Synthetic CLOs are portfolios of loan credit default swaps (LCDS), which are bets on whether companies will default on bank loans that financed mostly leveraged buyouts.
These portfolios are divided into slices by degree of risk. The riskiest tranche is exposed to the first few percent of losses from any LCDS in the pool, and the safest tranche at the top loses only after the lower tranches go under.
"That's the new product growth area in '08," said Steve Lobb, ABN AMRO's global head of credit and alternative derivative marketing.
"You can create custom deals, and you don't have to go through all the headaches of a normal managed full-capital structured deal," he added, referring to traditional CLOs based on portfolios of cash leveraged loans.
Still, innovation in any structured product is surprising at a time that many investors are steering clear of collateralised debt obligations (CDOs) and the like.
"The near-term growth in the corporate CDO market is going to be synthetic CLOs," said a leading LCDS dealer in Europe, adding that putting together a cash CLO now is not easy.
WHY SYNTHETIC WORKS
In today's market, the bank or investor that wants to structure a cash CLO has to contend with the fact that spreads have jumped and prices of existing loans have fallen below par.
Meanwhile, banks are not yet making new loans at the higher spreads as they struggle to sell on about $350 billion worth of pre-crisis loans.
For a cash CLO to work, the structurer needs the loans' coupon payments to cover the cost of his capital, but the benefit of a discount comes down the road when the loan gets repaid.
"If you buy a loan at 94 (cents on the dollar) that pays Libor plus 200 (basis points), you don't get the benefit of that 6 point discount.
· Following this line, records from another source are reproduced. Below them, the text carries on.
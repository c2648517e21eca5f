//! # strata-cache
//!
//! Tiered cache objects kept loosely consistent across process instances.
//!
//! Each cache object caches one field of one entity. Reads go through
//! process memory, then the shared cache, then the document store, each tier
//! repopulating the one before it. Writes update memory synchronously and are
//! propagated in the background according to the field's
//! [`ReplicationPolicy`]; afterwards a sync message tells other instances to
//! stop trusting their copies of every key in the same routing slot.
//!
//! ## Tiers
//!
//! | Policy    | Shared cache | Document store | Sync message |
//! |-----------|--------------|----------------|--------------|
//! | `Sync`    | yes          | no             | yes          |
//! | `Persist` | read-through | yes            | no           |
//! | `Both`    | yes          | yes            | yes          |
//! | `None`    | no           | no             | no           |
//!
//! ## Example
//!
//! ```ignore
//! use strata_cache::{StrataConfig, create_sync_context};
//! use strata_core::{DataKey, JsonConverter, ReplicationPolicy};
//!
//! let runtime = create_sync_context(&StrataConfig::default()).await?;
//! let ctx = runtime.context;
//!
//! let level = ctx.scalar(
//!     DataKey::new("user", "level", "u1")?,
//!     ReplicationPolicy::Both,
//!     Arc::new(JsonConverter::<u32>::new()),
//! );
//! level.set(42).await;
//! assert_eq!(level.get().await, Some(42));
//! ```

mod bootstrap;
mod cell;
pub mod config;
mod context;
mod error;
mod object;
pub mod observability;
mod propagation;
mod redis_cache;
mod schema;
mod stats;
mod subscriber;

pub use bootstrap::{BackendKind, SyncRuntime, create_sync_context};
pub use cell::CacheValue;
pub use config::{
    LoggingConfig, PostgresSettings, PropagationConfig, RedisConfig, StrataConfig, SyncConfig,
};
pub use context::{SyncContext, SyncContextBuilder};
pub use error::{BootstrapError, CacheError, ConfigError, RedisCacheError, SchemaError};
pub use object::{ListCacheObject, MapCacheObject, ScalarCacheObject};
pub use propagation::{FailureStage, PropagationFailure};
pub use redis_cache::RedisSharedCache;
pub use schema::{EntitySchema, EntitySchemaBuilder, FieldKind, FieldSchema};
pub use stats::CacheStats;

pub use strata_core::ReplicationPolicy;
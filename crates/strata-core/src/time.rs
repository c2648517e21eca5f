use time::OffsetDateTime;

/// Current wall-clock time in milliseconds since the Unix epoch.
pub fn now_millis() -> i64 {
    (OffsetDateTime::now_utc().unix_timestamp_nanos() / 1_000_000) as i64
}

/// Timestamp stamped on values refreshed or written locally.
///
/// One millisecond behind `now`, so an invalidation recorded in the same
/// millisecond as the refresh still marks the value stale.
pub fn refresh_stamp() -> i64 {
    now_millis() - 1
}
You would rather buy an asset at par that pays Libor plus 300," the dealer said.
"However, you can make it work in LCDS," he said, because the bank can write new LCDS contracts at current market spreads.
One drawback for investors in a synthetic CLO, on the other hand, is that they cannot get access to key information about underlying borrowers, many of which are private companies.
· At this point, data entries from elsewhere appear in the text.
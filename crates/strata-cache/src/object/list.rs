use std::sync::Arc;

use strata_core::{DataKey, ReplicationPolicy};

use crate::cell::CacheCell;
use crate::error::CacheError;

/// Cache object holding a list.
///
/// Reads hand out immutable snapshots; every mutation clones the current
/// list, applies the change and commits the clone, so a snapshot never sees
/// later writes. A mutation leaving the list empty deletes the key.
pub struct ListCacheObject<V> {
    cell: CacheCell<Vec<V>>,
}

impl<V: Clone + Send + Sync + 'static> ListCacheObject<V> {
    pub(crate) fn new(cell: CacheCell<Vec<V>>) -> Self {
        Self { cell }
    }

    pub fn key(&self) -> &DataKey {
        self.cell.key()
    }

    pub fn policy(&self) -> ReplicationPolicy {
        self.cell.policy()
    }

    pub fn is_fresh(&self) -> bool {
        self.cell.is_fresh()
    }

    /// Read-only snapshot of the whole list.
    pub async fn get_all(&self) -> Arc<Vec<V>> {
        self.cell.load().await
    }

    pub async fn get(&self, index: usize) -> Option<V> {
        self.cell.load().await.get(index).cloned()
    }

    pub async fn size(&self) -> usize {
        self.cell.load().await.len()
    }

    pub async fn is_empty(&self) -> bool {
        self.cell.load().await.is_empty()
    }

    pub async fn contains(&self, element: &V) -> bool
    where
        V: PartialEq,
    {
        self.cell.load().await.contains(element)
    }

    pub async fn replace_all(&self, elements: Vec<V>) {
        self.cell.replace(elements).await;
    }

    pub async fn add(&self, element: V) {
        self.cell
            .mutate(|list| {
                list.push(element);
                ((), true)
            })
            .await;
    }

    /// Remove the first occurrence of `element`. Returns whether one was found.
    pub async fn remove(&self, element: &V) -> bool
    where
        V: PartialEq,
    {
        self.cell
            .mutate(|list| match list.iter().position(|e| e == element) {
                Some(index) => {
                    list.remove(index);
                    (true, true)
                }
                None => (false, false),
            })
            .await
    }

    /// Replace the element at `index`, returning the previous one.
    pub async fn set(&self, index: usize, element: V) -> Result<V, CacheError> {
        self.cell
            .mutate(|list| {
                let len = list.len();
                match list.get_mut(index) {
                    Some(slot) => (Ok(std::mem::replace(slot, element)), true),
                    None => (Err(CacheError::IndexOutOfBounds { index, len }), false),
                }
            })
            .await
    }

    pub async fn clear(&self) {
        self.cell.replace(Vec::new()).await;
    }
}
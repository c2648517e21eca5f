//! # strata-db-memory
//!
//! In-process backends for both remote tiers.
//!
//! Used as the fallback when Redis or PostgreSQL are disabled, and by tests
//! that need several sync contexts to observe each other without external
//! services. Both backends count calls per operation and can be switched
//! unavailable to exercise failure paths.

mod cache;
mod documents;

pub use cache::{CacheCalls, InMemorySharedCache};
pub use documents::{InMemoryDocumentStore, StoreCalls};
They must have confidence in a manager such as Carlyle based on its track record and holdings of cash loans, which give it access to the necessary information, bankers say.
The LCDS market also lacks another development in Europe -- the introduction of trading in tranches on LCDS indexes, which would provide support for synthetic CLOs by giving investors a way to hedge tranche risk.
Trading in tranches of the U.S. indexes began in October, and a trader said they have been surprisingly successful. The first synthetic CLOs in the United States got underway in 2006.
Barclays Capital strategists, in a recent report, saw potential also for bespoke synthetic CLOs. In these made-to-order products, the investor can choose the underlying loans and the tranche he wants.
"Synthetic CLOs allow investors to take exposure to leveraged loans in a clean, efficient and highly customisable fashion," they wrote, adding that potential takers could be hedge funds or investors who already own leveraged loans or cash flow CLOs.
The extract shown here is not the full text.